[[ EXERCISE MATERIALS open ]]

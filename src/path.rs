// src/path.rs - Tagged field paths and nested value lookup

use serde::{Serialize, Serializer};
use serde_json::{Map, Value};
use std::fmt;

/// One step of a [`FieldPath`]
#[derive(Debug, Clone, PartialEq, Eq, Hash, PartialOrd, Ord)]
pub enum PathSegment {
    /// Named record field
    Key(String),
    /// Position inside a list
    Index(usize),
}

impl fmt::Display for PathSegment {
    fn fmt(&self, f: &mut fmt::Formatter<'_>) -> fmt::Result {
        match self {
            PathSegment::Key(key) => f.write_str(key),
            PathSegment::Index(index) => write!(f, "{}", index),
        }
    }
}

/// Address of a field inside the configuration record.
///
/// Renders as the dotted form consumers key on, e.g.
/// `config.MACHINE_PICK_POSITIONS.2.NAME`.
///
/// # Examples
///
/// ```rust
/// use cobot_cell::path::FieldPath;
///
/// let path = FieldPath::parse("config.MACHINE_PICK_POSITIONS")
///     .index(2)
///     .key("NAME");
/// assert_eq!(path.to_string(), "config.MACHINE_PICK_POSITIONS.2.NAME");
/// assert_eq!(FieldPath::parse(&path.to_string()), path);
/// ```
#[derive(Debug, Clone, Default, PartialEq, Eq, Hash, PartialOrd, Ord)]
pub struct FieldPath {
    segments: Vec<PathSegment>,
}

impl FieldPath {
    /// Empty path addressing the root
    pub fn root() -> Self {
        Self::default()
    }

    /// Parse a dotted path; all-digit segments become list indices
    pub fn parse(dotted: &str) -> Self {
        let segments = dotted
            .split('.')
            .filter(|segment| !segment.is_empty())
            .map(|segment| match segment.parse::<usize>() {
                Ok(index) => PathSegment::Index(index),
                Err(_) => PathSegment::Key(segment.to_string()),
            })
            .collect();
        Self { segments }
    }

    /// Child path through a named field
    pub fn key(mut self, key: impl Into<String>) -> Self {
        self.segments.push(PathSegment::Key(key.into()));
        self
    }

    /// Child path through a list index
    pub fn index(mut self, index: usize) -> Self {
        self.segments.push(PathSegment::Index(index));
        self
    }

    /// Segments from the root down
    pub fn segments(&self) -> &[PathSegment] {
        &self.segments
    }

    pub fn is_empty(&self) -> bool {
        self.segments.is_empty()
    }
}

impl fmt::Display for FieldPath {
    fn fmt(&self, f: &mut fmt::Formatter<'_>) -> fmt::Result {
        for (i, segment) in self.segments.iter().enumerate() {
            if i > 0 {
                f.write_str(".")?;
            }
            write!(f, "{}", segment)?;
        }
        Ok(())
    }
}

impl From<&str> for FieldPath {
    fn from(dotted: &str) -> Self {
        Self::parse(dotted)
    }
}

impl Serialize for FieldPath {
    fn serialize<S: Serializer>(&self, serializer: S) -> Result<S::Ok, S::Error> {
        serializer.collect_str(self)
    }
}

/// Read the value at `path`; `None` when any step is missing
pub fn get<'a>(root: &'a Value, path: &FieldPath) -> Option<&'a Value> {
    path.segments().iter().try_fold(root, |current, segment| match (current, segment) {
        (Value::Object(map), segment) => map.get(&segment.to_string()),
        (Value::Array(items), PathSegment::Index(index)) => items.get(*index),
        _ => None,
    })
}

/// Write `value` at `path`, creating intermediate objects as needed.
///
/// Existing arrays are indexed in place (appending when the index equals the
/// length); anything else on the way is replaced by an object keyed by the
/// segment text.
pub fn set(root: &mut Value, path: &FieldPath, value: Value) {
    let mut current = root;
    for segment in path.segments() {
        current = step_mut(current, segment);
    }
    *current = value;
}

fn step_mut<'a>(current: &'a mut Value, segment: &PathSegment) -> &'a mut Value {
    let in_array = match (&*current, segment) {
        (Value::Array(items), PathSegment::Index(index)) => *index <= items.len(),
        _ => false,
    };

    if in_array {
        match (current, segment) {
            (Value::Array(items), PathSegment::Index(index)) => {
                if *index == items.len() {
                    items.push(Value::Null);
                }
                &mut items[*index]
            }
            _ => unreachable!("checked above"),
        }
    } else {
        if !current.is_object() {
            *current = Value::Object(Map::new());
        }
        match current {
            Value::Object(map) => map.entry(segment.to_string()).or_insert(Value::Null),
            _ => unreachable!("value was just replaced by an object"),
        }
    }
}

[[ EXERCISE MATERIALS closed ]]

- _EXERCISE OBJECTIVE_
Start at the top line of the records and retype them all exactly.

- _RESULT OF THIS TASK_
filename src/path.rs
// src/path.rs - Tagged field paths and nested value lookup

use serde::{Serialize, Serializer};
use serde_json::{Map, Value};
use std::fmt;

/// One step of a [`FieldPath`]
#[derive(Debug, Clone, PartialEq, Eq, Hash, PartialOrd, Ord)]
pub enum PathSegment {
    /// Named record field
    Key(String),
    /// Position inside a list
    Index(usize),
}

impl fmt::Display for PathSegment {
    fn fmt(&self, f: &mut fmt::Formatter<'_>) -> fmt::Result {
        match self {
            PathSegment::Key(key) => f.write_str(key),
            PathSegment::Index(index) => write!(f, "{}", index),
        }
    }
}

/// Address of a field inside the configuration record.
///
/// Renders as the dotted form consumers key on, e.g.
/// `config.MACHINE_PICK_POSITIONS.2.NAME`.
///
/// # Examples
///
/// ```rust
/// use cobot_cell::path::FieldPath;
///
/// let path = FieldPath::parse("config.MACHINE_PICK_POSITIONS")
///     .index(2)
///     .key("NAME");
/// assert_eq!(path.to_string(), "config.MACHINE_PICK_POSITIONS.2.NAME");
/// assert_eq!(FieldPath::parse(&path.to_string()), path);
/// ```
#[derive(Debug, Clone, Default, PartialEq, Eq, Hash, PartialOrd, Ord)]
pub struct FieldPath {
    segments: Vec<PathSegment>,
}

impl FieldPath {
    /// Empty path addressing the root
    pub fn root() -> Self {
        Self::default()
    }

    /// Parse a dotted path; all-digit segments become list indices
    pub fn parse(dotted: &str) -> Self {
        let segments = dotted
            .split('.')
            .filter(|segment| !segment.is_empty())
            .map(|segment| match segment.parse::<usize>() {
                Ok(index) => PathSegment::Index(index),
                Err(_) => PathSegment::Key(segment.to_string()),
            })
            .collect();
        Self { segments }
    }

    /// Child path through a named field
    pub fn key(mut self, key: impl Into<String>) -> Self {
        self.segments.push(PathSegment::Key(key.into()));
        self
    }

    /// Child path through a list index
    pub fn index(mut self, index: usize) -> Self {
        self.segments.push(PathSegment::Index(index));
        self
    }

    /// Segments from the root down
    pub fn segments(&self) -> &[PathSegment] {
        &self.segments
    }

    pub fn is_empty(&self) -> bool {
        self.segments.is_empty()
    }
}

impl fmt::Display for FieldPath {
    fn fmt(&self, f: &mut fmt::Formatter<'_>) -> fmt::Result {
        for (i, segment) in self.segments.iter().enumerate() {
            if i > 0 {
                f.write_str(".")?;
            }
            write!(f, "{}", segment)?;
        }
        Ok(())
    }
}

impl From<&str> for FieldPath {
    fn from(dotted: &str) -> Self {
        Self::parse(dotted)
    }
}

impl Serialize for FieldPath {
    fn serialize<S: Serializer>(&self, serializer: S) -> Result<S::Ok, S::Error> {
        serializer.collect_str(self)
    }
}

/// Read the value at `path`; `None` when any step is missing
pub fn get<'a>(root: &'a Value, path: &FieldPath) -> Option<&'a Value> {
    path.segments().iter().try_fold(root, |current, segment| match (current, segment) {
        (Value::Object(map), segment) => map.get(&segment.to_string()),
        (Value::Array(items), PathSegment::Index(index)) => items.get(*index),
        _ => None,
    })
}

/// Write `value` at `path`, creating intermediate objects as needed.
///
/// Existing arrays are indexed in place (appending when the index equals the
/// length); anything else on the way is replaced by an object keyed by the
/// segment text.
pub fn set(root: &mut Value, path: &FieldPath, value: Value) {
    let mut current = root;
    for segment in path.segments() {
        current = step_mut(current, segment);
    }
    *current = value;
}

fn step_mut<'a>(current: &'a mut Value, segment: &PathSegment) -> &'a mut Value {
    let in_array = match (&*current, segment) {
        (Value::Array(items), PathSegment::Index(index)) => *index <= items.len(),
        _ => false,
    };

    if in_array {
        match (current, segment) {
            (Value::Array(items), PathSegment::Index(index)) => {
                if *index == items.len() {
                    items.push(Value::Null);
                }
                &mut items[*index]
            }
            _ => unreachable!("checked above"),
        }
    } else {
        if !current.is_object() {
            *current = Value::Object(Map::new());
        }
        match current {
            Value::Object(map) => map.entry(segment.to_string()).or_insert(Value::Null),
            _ => unreachable!("value was just replaced by an object"),
        }
    }
}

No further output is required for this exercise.